At SICK we create complex machine vision devices that include user interfaces for device connection, configuration, parametrization, and visualization of 2D & 3D data, where the Nova user interface is a configurable GUI specifically created for entry level machine vision users.
Although many of our cameras share a lot of similar features and designs, they do have some different characteristics, besides 2D vs 3D, which has too often resulted in different implementations and designs of similar features across different devices.
The task is to research from a UX perspective the current solutions on offer, using reviews and user testing, see where they are alike or differ and quantify the results. Also identify usability improvements and present them with a design, wireframe, or prototype.
The master thesis work focuses on the following/example of research questions
- How well are we in sync with our user interfaces and customer journeys across different products?
- Can we identify and improve on some areas regarding usability, interaction, or design in Nova?
- Can we improve in our way of working to include more agile UX principles and concepts?
Prerequisites
This thesis requires some knowledge with UX Design and principles, also beneficial, but not required, to have some experience with interaction design and prototyping (depending on choice of prototype output).
Contact
For more information about the position, contact:
Haraldur Örn Haraldsson, 3D Snapshot Vision, +46 13 36 21 65
or
Charlotte Axelsson, HR Manager, +46 739 20 99 50.
Welcome with your application 15th of October at the latest! We make ongoing selections and offer our thesis opportunity as soon as we have found the right person.

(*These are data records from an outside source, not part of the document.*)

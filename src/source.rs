//! Git checkout of the image sources.
//!
//! The checkout lives at `<workdir>/source`. It is cloned on first use and
//! fetched + hard-reset to `origin/<branch>` afterwards, so local edits in
//! the working directory never leak into a compose.

use std::fs;
use std::path::{Path, PathBuf};

use tracing::{info, warn};

use crate::error::{ComposeError, IoContext, Result};
use crate::process::Cmd;

pub const SOURCE_DIR: &str = "source";

pub fn source_dir(workdir: &Path) -> PathBuf {
    workdir.join(SOURCE_DIR)
}

/// Bring `dest` up to date with `origin/<branch>` of `url` and return the
/// commit id of `HEAD`.
pub fn refresh_source(git: &str, url: &str, branch: &str, dest: &Path) -> Result<String> {
    if dest.join(".git").is_dir() {
        info!(dest = %dest.display(), branch, "updating source checkout");
        Cmd::new(git)
            .arg("-C")
            .arg_path(dest)
            .args(["fetch", "--prune", "origin", branch])
            .error_msg(&format!("git fetch of '{branch}' failed"))
            .run()?;
        Cmd::new(git)
            .arg("-C")
            .arg_path(dest)
            .args(["reset", "--hard", &format!("origin/{branch}")])
            .error_msg(&format!("git reset to 'origin/{branch}' failed"))
            .run()?;
    } else {
        if dest.exists() {
            warn!(dest = %dest.display(), "removing incomplete source checkout");
            fs::remove_dir_all(dest).io_context(|| format!("removing '{}'", dest.display()))?;
        }
        info!(url, branch, dest = %dest.display(), "cloning source");
        Cmd::new(git)
            .args(["clone", "--branch", branch, url])
            .arg_path(dest)
            .error_msg(&format!("git clone of '{url}' failed"))
            .run()?;
    }

    let head = Cmd::new(git)
        .arg("-C")
        .arg_path(dest)
        .args(["rev-parse", "HEAD"])
        .run()?;
    let commit = head.stdout.trim().to_string();
    if !is_commit_id(&commit) {
        return Err(ComposeError::parse(
            "git rev-parse output",
            format!("'{commit}' is not a commit id"),
        ));
    }
    info!(commit = %commit, "source at");
    Ok(commit)
}

/// SHA-1 or SHA-256 object name.
fn is_commit_id(s: &str) -> bool {
    (s.len() == 40 || s.len() == 64) && s.chars().all(|c| c.is_ascii_hexdigit())
}

#[cfg(test)]
mod tests {
    use super::*;
    use crate::integrity::tests::write_script;
    use tempfile::TempDir;

    const COMMIT: &str = "0123456789abcdef0123456789abcdef01234567";

    /// `git` stand-in: logs its arguments, `clone` creates `<dest>/.git`,
    /// `rev-parse` prints `$REV`.
    fn fake_git(dir: &Path, rev: &str) -> String {
        let log = dir.join("git.calls");
        write_script(
            dir,
            "git",
            &format!(
                r#"echo "$*" >> '{log}'
if [ "$1" = clone ]; then
  for last; do :; done
  mkdir -p "$last/.git"
  exit 0
fi
case "$3" in
  rev-parse) echo '{rev}' ;;
esac
"#,
                log = log.display()
            ),
        )
    }

    fn calls(dir: &Path) -> Vec<String> {
        fs::read_to_string(dir.join("git.calls"))
            .unwrap()
            .lines()
            .map(|l| l.split_whitespace().take(3).collect::<Vec<_>>().join(" "))
            .collect()
    }

    #[test]
    fn clones_then_fetches() {
        let bin = TempDir::new().unwrap();
        let work = TempDir::new().unwrap();
        let git = fake_git(bin.path(), COMMIT);
        let dest = source_dir(work.path());

        let commit = refresh_source(&git, "https://example.org/os.git", "main", &dest).unwrap();
        assert_eq!(commit, COMMIT);
        assert!(dest.join(".git").is_dir());

        refresh_source(&git, "https://example.org/os.git", "main", &dest).unwrap();
        let dest_arg = dest.display().to_string();
        assert_eq!(
            calls(bin.path()),
            vec![
                "clone --branch main".to_string(),
                format!("-C {dest_arg} rev-parse"),
                format!("-C {dest_arg} fetch"),
                format!("-C {dest_arg} reset"),
                format!("-C {dest_arg} rev-parse"),
            ]
        );
    }

    #[test]
    fn leftover_directory_is_recloned() {
        let bin = TempDir::new().unwrap();
        let work = TempDir::new().unwrap();
        let dest = source_dir(work.path());
        fs::create_dir_all(&dest).unwrap();
        fs::write(dest.join("stale"), "x").unwrap();

        refresh_source(&fake_git(bin.path(), COMMIT), "u", "main", &dest).unwrap();
        assert!(!dest.join("stale").exists());
        assert!(dest.join(".git").is_dir());
    }

    #[test]
    fn garbage_head_is_parse_error() {
        let bin = TempDir::new().unwrap();
        let work = TempDir::new().unwrap();
        let git = fake_git(bin.path(), "fatal: not a commit");
        let err = refresh_source(&git, "u", "main", &source_dir(work.path())).unwrap_err();
        assert!(matches!(err, ComposeError::Parse { .. }));
    }

    #[test]
    fn commit_id_shapes() {
        assert!(is_commit_id(COMMIT));
        assert!(is_commit_id(&"a".repeat(64)));
        assert!(!is_commit_id("abc123"));
    }
}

If you would like to write your thesis in a pair, please provide us with one application where you attach both your CVs and extracts of study results and one mutual cover letter.
SICK is a world-leading supplier of sensors and sensor solutions for industrial applications. We are 11 000 employees in 50 countries and our headquarter is located in Freiburg, Germany. SICK in Linköping is an innovation center for Machine Vision and we are 80 committed employees with a big interest in image processing and visualization. For more than 35 years, our team at SICK Linköping has successfully developed and delivered software for technically leading products within the field of 2D and 3D vision, as well as system solutions for i.e. robot guidance and quality control.
At SICK in Linköping, we are very proud of being a healthy and attractive workplace. For many years, we have been elected as one of the best workplaces in Sweden according to the survey Great Place to Work, the latest award is from 2023. We work actively to reduce our climate footprint and we are active in various ways to contribute to the society and to increase diversity at our workplace.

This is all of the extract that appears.